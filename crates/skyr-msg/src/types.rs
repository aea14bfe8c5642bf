//! ---
//! skyr_section: "02-messaging-ipc-data-model"
//! skyr_subsection: "module"
//! skyr_type: "source"
//! skyr_scope: "code"
//! skyr_description: "Device request/reply payloads and topic layout."
//! skyr_version: "v0.0.0-prealpha"
//! skyr_owner: "tbd"
//! ---
use std::collections::BTreeMap;

use chrono::{DateTime, Utc};
use serde::{Deserialize, Serialize};
use serde_json::Value as JsonValue;
use uuid::Uuid;

use crate::Result;

/// Topic a device request is published on.
pub fn request_topic(prefix: &str, device_type: &str, device_number: u32, method: &str) -> String {
    format!("{prefix}/request/{device_type}/{device_number}/{method}")
}

/// Topic the reply to `request_id` is expected on.
pub fn response_topic(prefix: &str, request_id: &Uuid) -> String {
    format!("{prefix}/response/{request_id}")
}

/// Filter matching every reply topic under `prefix`.
pub fn response_filter(prefix: &str) -> String {
    format!("{prefix}/response/+")
}

/// HTTP verb of the Alpaca call being bridged.
#[derive(Debug, Clone, Copy, PartialEq, Eq, Serialize, Deserialize)]
#[serde(rename_all = "UPPERCASE")]
pub enum HttpVerb {
    /// Property read.
    Get,
    /// Property write or method call.
    Put,
}

/// Alpaca call forwarded onto the bus.
#[derive(Debug, Clone, PartialEq, Serialize, Deserialize)]
pub struct DeviceRequest {
    /// Correlation identifier echoed in the reply.
    pub request_id: Uuid,
    /// Logical telescope the device belongs to, when scoped.
    #[serde(default, skip_serializing_if = "Option::is_none")]
    pub telescope_id: Option<String>,
    /// ASCOM device type.
    pub device_type: String,
    /// ASCOM device number.
    pub device_number: u32,
    /// Lower-case Alpaca member name.
    pub method: String,
    /// Verb of the original call.
    pub http_method: HttpVerb,
    /// Query or form parameters of the original call.
    #[serde(default)]
    pub parameters: BTreeMap<String, String>,
    /// Creation time.
    pub timestamp: DateTime<Utc>,
}

impl DeviceRequest {
    /// Build a request with a fresh correlation id.
    pub fn new(
        device_type: impl Into<String>,
        device_number: u32,
        method: impl Into<String>,
        http_method: HttpVerb,
        parameters: BTreeMap<String, String>,
    ) -> Self {
        Self {
            request_id: Uuid::new_v4(),
            telescope_id: None,
            device_type: device_type.into(),
            device_number,
            method: method.into(),
            http_method,
            parameters,
            timestamp: Utc::now(),
        }
    }

    /// Scope the request to a logical telescope.
    pub fn with_telescope(mut self, telescope_id: impl Into<String>) -> Self {
        self.telescope_id = Some(telescope_id.into());
        self
    }

    /// Encode as a JSON payload.
    pub fn to_payload(&self) -> Result<Vec<u8>> {
        Ok(serde_json::to_vec(self)?)
    }

    /// Decode from a JSON payload.
    pub fn from_payload(payload: &[u8]) -> Result<Self> {
        Ok(serde_json::from_slice(payload)?)
    }
}

/// Reply correlated to a [`DeviceRequest`].
#[derive(Debug, Clone, PartialEq, Serialize, Deserialize)]
pub struct DeviceReply {
    /// Identifier of the request being answered.
    pub request_id: Uuid,
    /// Returned value, absent for void members and failures.
    #[serde(default)]
    pub value: Option<JsonValue>,
    /// ASCOM error number, zero on success.
    #[serde(default)]
    pub error_number: i32,
    /// ASCOM error message, empty on success.
    #[serde(default)]
    pub error_message: String,
    /// Creation time.
    pub timestamp: DateTime<Utc>,
}

impl DeviceReply {
    /// Successful reply carrying `value`.
    pub fn success(request_id: Uuid, value: Option<JsonValue>) -> Self {
        Self {
            request_id,
            value,
            error_number: 0,
            error_message: String::new(),
            timestamp: Utc::now(),
        }
    }

    /// Failed reply carrying an ASCOM error.
    pub fn failure(request_id: Uuid, error_number: i32, error_message: impl Into<String>) -> Self {
        Self {
            request_id,
            value: None,
            error_number,
            error_message: error_message.into(),
            timestamp: Utc::now(),
        }
    }

    /// Encode as a JSON payload.
    pub fn to_payload(&self) -> Result<Vec<u8>> {
        Ok(serde_json::to_vec(self)?)
    }

    /// Decode from a JSON payload.
    pub fn from_payload(payload: &[u8]) -> Result<Self> {
        Ok(serde_json::from_slice(payload)?)
    }
}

■ ■ ■

== WHAT YOU NEED TO DO ==
Please give the number of lines above in which the word "ASCOM" appears, without any other text.

== REPLY ==
5